Waiting is hard, and while I’d like to think I’ve learned to do it better, my track record would tell you that’s not saying much. I’ve been impatient countless times, so anxious to get to the next thing, the real thing, the something big that I simply couldn’t wait on God’s timing. I’ve repeatedly gotten ahead of God’s plans in an effort to take control and force what I believed was meant to be to happen now — quitting jobs, starting businesses, breaking leases, making announcements, changing churches.
Every time, I believed the lie that I knew better than God, that everyone would benefit if I simply stepped up and took charge. Every time, I was wrong – and every time, God showed up to gently (or sometimes not so gently) pull me back onto the path He’d built just for me.

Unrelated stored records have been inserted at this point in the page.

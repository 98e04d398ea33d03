//! Field values and their mapped types.
//!
//! Entities expose their state to the unit of work as [`Value`]s keyed by
//! field name. A [`Row`] is the flat form of one entity, used both for
//! change-tracking snapshots and for hydrating entities loaded from storage.

use std::collections::BTreeMap;

use chrono::{DateTime, Utc};
use serde::Serialize;
use strum::{AsRefStr, Display};

use crate::{Error, Result};

pub type Timestamp = DateTime<Utc>;

/// One entity's field values keyed by field name.
pub type Row = BTreeMap<String, Value>;

// ─── FieldType ───────────────────────────────────────────────────────────────

/// The storage type a field is mapped as.
#[derive(
  Debug, Clone, Copy, PartialEq, Eq, Hash, Serialize, Display, AsRefStr,
)]
#[serde(rename_all = "lowercase")]
#[strum(serialize_all = "lowercase")]
pub enum FieldType {
  Integer,
  Real,
  Text,
  Boolean,
  Timestamp,
}

// ─── Value ───────────────────────────────────────────────────────────────────

/// A single field value as seen by the persistence layer.
#[derive(Debug, Clone, PartialEq, Serialize)]
#[serde(untagged)]
pub enum Value {
  Null,
  Integer(i64),
  Real(f64),
  Text(String),
  Boolean(bool),
  Timestamp(Timestamp),
}

impl Value {
  pub fn is_null(&self) -> bool { matches!(self, Self::Null) }

  /// Short name of the variant, used in error messages.
  pub fn type_name(&self) -> &'static str {
    match self {
      Self::Null => "null",
      Self::Integer(_) => "integer",
      Self::Real(_) => "real",
      Self::Text(_) => "text",
      Self::Boolean(_) => "boolean",
      Self::Timestamp(_) => "timestamp",
    }
  }

  /// Whether this value can be stored in a field of type `ty`. `Null`
  /// matches every type; nullability is checked separately.
  pub fn matches(&self, ty: FieldType) -> bool {
    matches!(
      (self, ty),
      (Self::Null, _)
        | (Self::Integer(_), FieldType::Integer)
        | (Self::Real(_), FieldType::Real)
        | (Self::Text(_), FieldType::Text)
        | (Self::Boolean(_), FieldType::Boolean)
        | (Self::Timestamp(_), FieldType::Timestamp)
    )
  }

  pub fn as_timestamp(&self) -> Option<Timestamp> {
    match self {
      Self::Timestamp(at) => Some(*at),
      _ => None,
    }
  }
}

impl From<i64> for Value {
  fn from(v: i64) -> Self { Self::Integer(v) }
}

impl From<f64> for Value {
  fn from(v: f64) -> Self { Self::Real(v) }
}

impl From<bool> for Value {
  fn from(v: bool) -> Self { Self::Boolean(v) }
}

impl From<String> for Value {
  fn from(v: String) -> Self { Self::Text(v) }
}

impl From<&str> for Value {
  fn from(v: &str) -> Self { Self::Text(v.to_owned()) }
}

impl From<Timestamp> for Value {
  fn from(v: Timestamp) -> Self { Self::Timestamp(v) }
}

impl<T: Into<Value>> From<Option<T>> for Value {
  fn from(v: Option<T>) -> Self { v.map_or(Self::Null, Into::into) }
}

// ─── Extraction ──────────────────────────────────────────────────────────────

/// Conversion from a [`Value`] back into a Rust field type.
///
/// `field` is only used to label errors.
pub trait FromValue: Sized {
  fn from_value(field: &str, value: &Value) -> Result<Self>;
}

fn mismatch(field: &str, expected: FieldType, found: &Value) -> Error {
  match found {
    Value::Null => Error::UnexpectedNull(field.to_owned()),
    other => Error::TypeMismatch {
      field: field.to_owned(),
      expected,
      found: other.type_name(),
    },
  }
}

impl FromValue for i64 {
  fn from_value(field: &str, value: &Value) -> Result<Self> {
    match value {
      Value::Integer(v) => Ok(*v),
      other => Err(mismatch(field, FieldType::Integer, other)),
    }
  }
}

impl FromValue for f64 {
  fn from_value(field: &str, value: &Value) -> Result<Self> {
    match value {
      Value::Real(v) => Ok(*v),
      Value::Integer(v) => Ok(*v as f64),
      other => Err(mismatch(field, FieldType::Real, other)),
    }
  }
}

impl FromValue for bool {
  fn from_value(field: &str, value: &Value) -> Result<Self> {
    match value {
      Value::Boolean(v) => Ok(*v),
      other => Err(mismatch(field, FieldType::Boolean, other)),
    }
  }
}

impl FromValue for String {
  fn from_value(field: &str, value: &Value) -> Result<Self> {
    match value {
      Value::Text(v) => Ok(v.clone()),
      other => Err(mismatch(field, FieldType::Text, other)),
    }
  }
}

impl FromValue for Timestamp {
  fn from_value(field: &str, value: &Value) -> Result<Self> {
    match value {
      Value::Timestamp(v) => Ok(*v),
      other => Err(mismatch(field, FieldType::Timestamp, other)),
    }
  }
}

impl<T: FromValue> FromValue for Option<T> {
  fn from_value(field: &str, value: &Value) -> Result<Self> {
    match value {
      Value::Null => Ok(None),
      other => T::from_value(field, other).map(Some),
    }
  }
}

/// Read `field` out of a row. A missing field reads as `Null`, so it is only
/// accepted for `Option` targets.
pub fn read<T: FromValue>(row: &Row, field: &str) -> Result<T> {
  T::from_value(field, row.get(field).unwrap_or(&Value::Null))
}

Getting ahead of God and trying to take charge just doesn’t work. As I tell my daughters, “Every action has a consequence,” and that includes my determination to be in control, my refusal to trust God’s plan, my lack of faith that leaves me unable to wait for God’s timing.
All of us are fooling ourselves when we believe we know better than God about what should happen next. He is the Author of our stories and the story of all time, and in the most brilliant timing, He will work everything out for our good and His glory. He won’t be stopped by our interruptions as we take detours and make plans of our own, and He can use us and bless us even when we forge our own paths. That’s how firmly in control He is.
So if you are weary of waiting on God, have faith, friend. He hasn’t forgotten you. He has a plan, and you are part of it. And the way He reveals His plan to you will be more beautiful and perfect than anything you could dream or design.
If you crave control – out of fear of the unknown or misplaced pride in your own wisdom (both things that have tripped me up before!) – remember in Whom you’re placing your trust. Remember that God is the God of eternity, the God of creation and salvation, the God who loves you more than you can imagine. That God? He’s got you. He’s got a plan for you. And neither He nor that plan will let you down.
And if you have given in to impatience, gotten ahead of God and forged ahead on your own, don’t despair. It’s not too late to follow God and be part of His plan. There’s nowhere you can go that He isn’t with you, waiting with all the patience we lack, for you to turn back and rely on Him.